Professor Phil Gilmartin
UEA and John Innes – Professor of Sciences.

A fascinating talk about the PRIMULA VULGARIS – Common Primrose, and PRIMULA VERIS (Common Cowslip) which have two different and distinct styles of reproduction
PIN FORM – a long pin like stamen with male pistils are half way down
THURM FORM – Thrum is a weaving term, frayed end of a piece of tweed – stamen short with male pistils at the top
The differing lengths of stamens and pistils are adapted for pollination. Pollen originating in a long stamen will reach primarily long rather than short pistils, and vice versa. When pollen is transferred between two flowers of the same type, no fertilisation will take place, because of the self-incompatibility mechanism.

Called heterostyly – the condition of having styles to reduce self-fertilization.
50/50 – the two types are spread evenly among the 400 species

Acknowledged by Darwin, but described by plant illustrators/engravers 100 years previous – as we can see from their beautiful detailed drawings!

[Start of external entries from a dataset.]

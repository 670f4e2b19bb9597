mod core;
mod ops;

pub use self::core::Collection;
use clap::Parser;
use std::path::PathBuf;
use students_marks::{Database, cli, config, logger};

#[derive(Parser)]
#[command(name = "students-marks", version, about = "Student marks records over an embedded document store")]
struct Cli {
    /// Config file, read after the default locations
    #[arg(long, global = true)]
    config: Option<PathBuf>,
    /// Operation log path; overrides config and environment
    #[arg(long, global = true)]
    db: Option<PathBuf>,
    /// Collection holding the student documents
    #[arg(long, global = true)]
    collection: Option<String>,
    /// Log level (trace, debug, info, warn, error, off)
    #[arg(long, global = true)]
    log_level: Option<String>,
    #[command(subcommand)]
    command: cli::Command,
}

fn main() {
    let args = Cli::parse();
    let mut cfg = match config::load_config(args.config.as_deref()) {
        Ok(c) => c,
        Err(e) => {
            eprintln!("error: {e}");
            std::process::exit(2);
        }
    };
    // flags win over files and environment
    if args.db.is_some() {
        cfg.db_path = args.db;
    }
    if let Some(c) = args.collection {
        cfg.collection = c;
    }
    if args.log_level.is_some() {
        cfg.log_level = args.log_level;
    }

    let logging = match &cfg.log_dir {
        Some(dir) => logger::configure_logging(Some(dir.as_path()), cfg.log_level.as_deref(), cfg.log_retention),
        None => logger::configure_console(cfg.log_level.as_deref()),
    };
    if let Err(e) = logging {
        eprintln!("warning: logging disabled: {e}");
    }

    let db = match Database::from_config(&cfg) {
        Ok(db) => db,
        Err(e) => {
            eprintln!("error: {e}");
            std::process::exit(1);
        }
    };
    let stdout = std::io::stdout();
    let mut out = stdout.lock();
    if let Err(e) = cli::run(&db, &cfg, args.command, &mut out) {
        eprintln!("error: {e}");
        std::process::exit(1);
    }
}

Genome of entire Primula now sequenced and there are 5 genes absent with the Pin genome.

Other plants have similar mechanisms to prevent self fertilisation
eg Dandelion – the male part matures earlier than the female, so prevents self fertilisation.

Professor Colwyn Thomas
Plant Breeding

We are going to have to double food production by 2050. How? It requires radical development in agronomy.
The resurgence of Mendleson’s genetics – which had become unpopular was led by Rowland Biffen, appointed the first professor of agricultural botany at Cambridge 1908 till 1931. He was the first director of the Plant Breeding Institute, which became part of the John Innes Centre in 1994, and was an early proponent of using genetics to improve crop plants. Early in his career he traveled to the Americas to study rubber but his primary research plant was wheat. Among the most important wheat varieties he bred were Little Joss and Yeoman.

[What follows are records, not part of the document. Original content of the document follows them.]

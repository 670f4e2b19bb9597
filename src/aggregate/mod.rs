//! Aggregation pipelines over a collection: match, unwind, group, sort, limit, project.
mod exec;
mod stage;

pub use exec::{aggregate, run_pipeline};
pub use stage::{Accumulator, Pipeline, Stage};
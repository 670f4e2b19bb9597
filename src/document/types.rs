use crate::types::SerializableDateTime;
use chrono::Utc;
use serde::{Deserialize, Serialize};

#[derive(Serialize, Deserialize, Debug, Clone, PartialEq)]
pub struct Metadata {
    pub created_at: SerializableDateTime,
    pub updated_at: SerializableDateTime,
    /// Bumped on every successful update of the document body.
    pub revision: u64,
}

impl Metadata {
    #[must_use]
    pub fn new() -> Self {
        let now = SerializableDateTime(Utc::now());
        Self { created_at: now.clone(), updated_at: now, revision: 0 }
    }

    pub fn touch(&mut self) {
        self.updated_at = SerializableDateTime(Utc::now());
        self.revision += 1;
    }
}

impl Default for Metadata {
    fn default() -> Self {
        Self::new()
    }
}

eg Drarf Wheat – more efficient, less straw, more grain, transformed the green revolutions in China, India etc.
Drawbacks: require fertilisers, use of chemicals, and slow process

Use of WILD VARITIES to add to the mix, greater disease resistance eg Russia exotic germplasm

GM – eg herbicide resistance – takes shorter time.
Plant breading = 12 years to GM 1 year.

Gene Editing – is this GM or not? eg Broccoli, antibiotic resistant gene – what human effect? there are ways around.

Terminator gene – developed by Monsanto but never came to market, although it damaged Monsanto fatally.

Biodiversity? Market demand to have a crop that is the same, harvest the same time, etc. But nature abhors mono culture. Disease, changes in climate etc not adapted to.